**Records for this task**
■ ■ ■ ■
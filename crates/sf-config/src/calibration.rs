//! Calibration (fitting) settings.

use serde::{Deserialize, Serialize};

/// Alpha values swept by a default calibration run.
pub const DEFAULT_ALPHAS: [f64; 6] = [0.98, 0.99, 0.991, 0.992, 0.993, 0.994];

/// Knobs for the per-age and joint fitting procedures.
#[derive(Debug, Clone, PartialEq, Serialize, Deserialize)]
#[serde(default)]
pub struct CalibrationConfig {
    /// Randomized restarts per age group in the local phase.
    pub local_retries: usize,

    /// Loss below which the local phase stops retrying an age group.
    pub local_tolerance: f64,

    /// Upper end of the uniform draw used to randomize parameters.
    pub init_upper: f64,

    /// Iteration cap for each per-age minimization.
    pub local_max_iters: u64,

    /// Iteration cap for the joint minimization.
    pub joint_max_iters: u64,

    /// Blending weights to sweep; each produces one result set.
    pub alphas: Vec<f64>,

    /// Euclidean tolerance for distribution convergence.
    pub convergence_tolerance: f64,

    /// Iteration cap for distribution convergence.
    pub convergence_max_iters: usize,

    /// Simplex standard-deviation tolerance of the minimizer.
    pub sd_tolerance: f64,

    /// Weight of the squared distance to the feasible region.
    pub infeasibility_penalty: f64,

    /// Seed for reproducible randomization. `None` draws from entropy.
    pub seed: Option<u64>,
}

impl Default for CalibrationConfig {
    fn default() -> Self {
        Self {
            local_retries: 4,
            local_tolerance: 0.1,
            init_upper: 0.05,
            local_max_iters: 1000,
            joint_max_iters: 300,
            alphas: DEFAULT_ALPHAS.to_vec(),
            convergence_tolerance: 1e-6,
            convergence_max_iters: 5000,
            sd_tolerance: 1e-10,
            infeasibility_penalty: 1e3,
            seed: None,
        }
    }
}

#[cfg(test)]
mod tests {
    use super::*;

    #[test]
    fn partial_json_keeps_defaults() {
        let cfg: CalibrationConfig =
            serde_json::from_str(r#"{"local_retries": 2, "seed": 7}"#).unwrap();
        assert_eq!(cfg.local_retries, 2);
        assert_eq!(cfg.seed, Some(7));
        assert_eq!(cfg.joint_max_iters, 300);
        assert_eq!(cfg.alphas, DEFAULT_ALPHAS.to_vec());
    }
}
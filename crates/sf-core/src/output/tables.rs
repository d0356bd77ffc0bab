//! Result tables: transition matrices and per-stage summaries.

use serde::Serialize;
use sf_config::ChainLayout;

use crate::chain::Chain;
use crate::error::ChainError;
use crate::fit::SingleFitter;

/// A table that can be written as CSV.
pub trait Tabular {
    fn header(&self) -> Vec<String>;
    fn records(&self) -> Vec<Vec<String>>;
}

/// One outgoing row of one age group's transition matrix.
#[derive(Debug, Clone, PartialEq, Serialize)]
pub struct TransitionRow {
    pub age: String,
    pub stage: String,
    pub values: Vec<f64>,
}

/// Transition matrices of all age groups, indexed by age and from-stage.
#[derive(Debug, Clone, PartialEq, Serialize)]
pub struct TransitionTable {
    pub stages: Vec<String>,
    pub rows: Vec<TransitionRow>,
}

impl TransitionTable {
    pub fn new(stages: Vec<String>) -> Self {
        Self {
            stages,
            rows: Vec::new(),
        }
    }

    pub fn push_chain(&mut self, age: &str, chain: &Chain) {
        let m = chain.transition_matrix();
        for (stage, row) in self.stages.iter().zip(m.row_iter()) {
            self.rows.push(TransitionRow {
                age: age.to_string(),
                stage: stage.clone(),
                values: row.iter().copied().collect(),
            });
        }
    }

    pub fn from_fitters(layout: &ChainLayout, fitters: &[SingleFitter]) -> Self {
        let mut table = Self::new(layout.stages().to_vec());
        for f in fitters {
            table.push_chain(f.age(), f.chain());
        }
        table
    }

    /// Copy for persisting: the layout's cleared stage has its row zeroed.
    ///
    /// The cleared stage's internal transition only seeds the chain; its real
    /// exit is decided downstream, so persisted output carries no row for it.
    pub fn pre_save(&self, layout: &ChainLayout) -> Self {
        let mut table = self.clone();
        let cleared = layout
            .cleared_output_state()
            .and_then(|s| layout.stage_name(s));
        if let Some(name) = cleared {
            for row in table.rows.iter_mut().filter(|r| r.stage == name) {
                row.values.iter_mut().for_each(|v| *v = 0.0);
            }
        }
        table
    }
}

impl Tabular for TransitionTable {
    fn header(&self) -> Vec<String> {
        let mut header = vec!["age".to_string(), "stage".to_string()];
        header.extend(self.stages.iter().cloned());
        header
    }

    fn records(&self) -> Vec<Vec<String>> {
        self.rows
            .iter()
            .map(|r| {
                let mut rec = vec![r.age.clone(), r.stage.clone()];
                rec.extend(r.values.iter().map(f64::to_string));
                rec
            })
            .collect()
    }
}

/// One stage of one age group's summary.
#[derive(Debug, Clone, PartialEq, Serialize)]
pub struct SummaryRow {
    pub age: String,
    pub stage: String,
    /// Hitting probability from each reference stage, then the duration.
    pub values: Vec<f64>,
}

/// Per-stage hitting probabilities and durations of all age groups.
///
/// Durations of absorbing stages are infinite; JSON output renders them as
/// `null`, CSV as `inf`.
#[derive(Debug, Clone, PartialEq, Serialize)]
pub struct SummaryTable {
    pub columns: Vec<String>,
    pub rows: Vec<SummaryRow>,
}

impl SummaryTable {
    /// Empty table with `p given <label>` per reference stage and `duration`.
    pub fn new(layout: &ChainLayout) -> Self {
        let mut columns: Vec<String> = layout
            .reference_states()
            .iter()
            .map(|(_, label)| format!("p given {}", label))
            .collect();
        columns.push("duration".to_string());
        Self {
            columns,
            rows: Vec::new(),
        }
    }

    pub fn push_chain(
        &mut self,
        age: &str,
        chain: &Chain,
        layout: &ChainLayout,
    ) -> Result<(), ChainError> {
        for (stage, name) in layout.stages().iter().enumerate() {
            let mut values = Vec::with_capacity(self.columns.len());
            for &(reference, _) in layout.reference_states() {
                values.push(chain.hitting_probability_to(reference, stage)?);
            }
            values.push(chain.duration_stage(stage)?);
            self.rows.push(SummaryRow {
                age: age.to_string(),
                stage: name.clone(),
                values,
            });
        }
        Ok(())
    }

    pub fn from_fitters(layout: &ChainLayout, fitters: &[SingleFitter]) -> Result<Self, ChainError> {
        let mut table = Self::new(layout);
        for f in fitters {
            table.push_chain(f.age(), f.chain(), layout)?;
        }
        Ok(table)
    }
}

impl Tabular for SummaryTable {
    fn header(&self) -> Vec<String> {
        let mut header = vec!["age".to_string(), "stage".to_string()];
        header.extend(self.columns.iter().cloned());
        header
    }

    fn records(&self) -> Vec<Vec<String>> {
        self.rows
            .iter()
            .map(|r| {
                let mut rec = vec![r.age.clone(), r.stage.clone()];
                rec.extend(r.values.iter().map(f64::to_string));
                rec
            })
            .collect()
    }
}

#[cfg(test)]
mod tests {
    use super::*;
    use crate::builder::MatrixBuilder;
    use sf_config::ChainConfig;

    fn covid_fitter(age: &str) -> SingleFitter {
        let builder = MatrixBuilder::new(ChainConfig::covid().layout().unwrap());
        SingleFitter::new(age, builder, vec![], vec![0.02; 11]).unwrap()
    }

    #[test]
    fn transition_table_has_one_row_per_stage_and_age() {
        let layout = ChainConfig::covid().layout().unwrap();
        let fitters = vec![covid_fitter("A"), covid_fitter("B")];
        let table = TransitionTable::from_fitters(&layout, &fitters);
        assert_eq!(table.rows.len(), 18);
        assert_eq!(table.header().len(), 11);
        assert_eq!(table.rows[9].age, "B");
        assert_eq!(table.rows[9].stage, "HEALTHY");
        assert_eq!(table.rows[0].values[1], 1.0);
    }

    #[test]
    fn pre_save_clears_only_the_healthy_row() {
        let layout = ChainConfig::covid().layout().unwrap();
        let fitters = vec![covid_fitter("A")];
        let table = TransitionTable::from_fitters(&layout, &fitters);
        let saved = table.pre_save(&layout);
        assert!(saved.rows[0].values.iter().all(|&v| v == 0.0));
        assert_eq!(saved.rows[1..], table.rows[1..]);
        // The internal chain keeps its seed entry.
        assert_eq!(fitters[0].chain().transition_matrix()[(0, 1)], 1.0);
        assert_eq!(table.rows[0].values[1], 1.0);
    }

    #[test]
    fn summary_columns_follow_reference_labels() {
        let layout = ChainConfig::covid().layout().unwrap();
        let table = SummaryTable::new(&layout);
        assert_eq!(
            table.columns,
            vec!["p given INN", "p given IM", "p given IC", "duration"]
        );
    }

    #[test]
    fn summary_values_are_probabilities_and_durations() {
        let layout = ChainConfig::covid().layout().unwrap();
        let fitters = vec![covid_fitter("A")];
        let table = SummaryTable::from_fitters(&layout, &fitters).unwrap();
        assert_eq!(table.rows.len(), 9);
        let cured = &table.rows[7];
        let dead = &table.rows[8];
        // Every infected path ends in CURED or DEAD.
        for k in 0..3 {
            assert!((cured.values[k] + dead.values[k] - 1.0).abs() < 1e-9);
        }
        assert!(cured.values[3].is_infinite());
        // INN self-loop 0.96 over half-day steps.
        assert!((table.rows[1].values[3] - 0.5 / 0.04).abs() < 1e-9);
        let rec = &table.records()[7];
        assert_eq!(rec[5], "inf");
    }
}
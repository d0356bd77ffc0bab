//! Norms, pairwise distances and block assembly.

use super::matrix::Matrix;

/// Euclidean norm.
pub fn norm(v: &[f64]) -> f64 {
    v.iter().map(|x| x * x).sum::<f64>().sqrt()
}

/// Euclidean distance between two equal-length vectors.
///
/// Extra trailing entries of the longer vector are ignored.
pub fn euclidean_distance(a: &[f64], b: &[f64]) -> f64 {
    a.iter()
        .zip(b)
        .map(|(x, y)| (x - y) * (x - y))
        .sum::<f64>()
        .sqrt()
}

/// Full symmetric matrix of pairwise Euclidean distances between `points`.
///
/// Entry `(i, j)` is the distance between point `i` and point `j`; the
/// diagonal is zero.
pub fn distance_matrix(points: &[Vec<f64>]) -> Matrix {
    let n = points.len();
    Matrix::from_fn(n, n, |i, j| euclidean_distance(&points[i], &points[j]))
}

/// Place `blocks` along the diagonal of a larger zero matrix.
pub fn block_diag(blocks: &[Matrix]) -> Matrix {
    let rows = blocks.iter().map(Matrix::nrows).sum();
    let cols = blocks.iter().map(Matrix::ncols).sum();
    let mut out = Matrix::zeros(rows, cols);
    let (mut r0, mut c0) = (0, 0);
    for block in blocks {
        out.view_mut((r0, c0), block.shape()).copy_from(block);
        r0 += block.nrows();
        c0 += block.ncols();
    }
    out
}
■ ■ ■ ■
**About this exercise**
Once you reach the line with "is the distance" in the data above, copy it and every line after it exactly, up to and including the line with "let rows = blocks.iter().map(Matrix::nrows).sum();".

**Exercise output**
/// Entry `(i, j)` is the distance between point `i` and point `j`; the
/// diagonal is zero.
pub fn distance_matrix(points: &[Vec<f64>]) -> Matrix {
    let n = points.len();
    Matrix::from_fn(n, n, |i, j| euclidean_distance(&points[i], &points[j]))
}

/// Place `blocks` along the diagonal of a larger zero matrix.
pub fn block_diag(blocks: &[Matrix]) -> Matrix {
    let rows = blocks.iter().map(Matrix::nrows).sum();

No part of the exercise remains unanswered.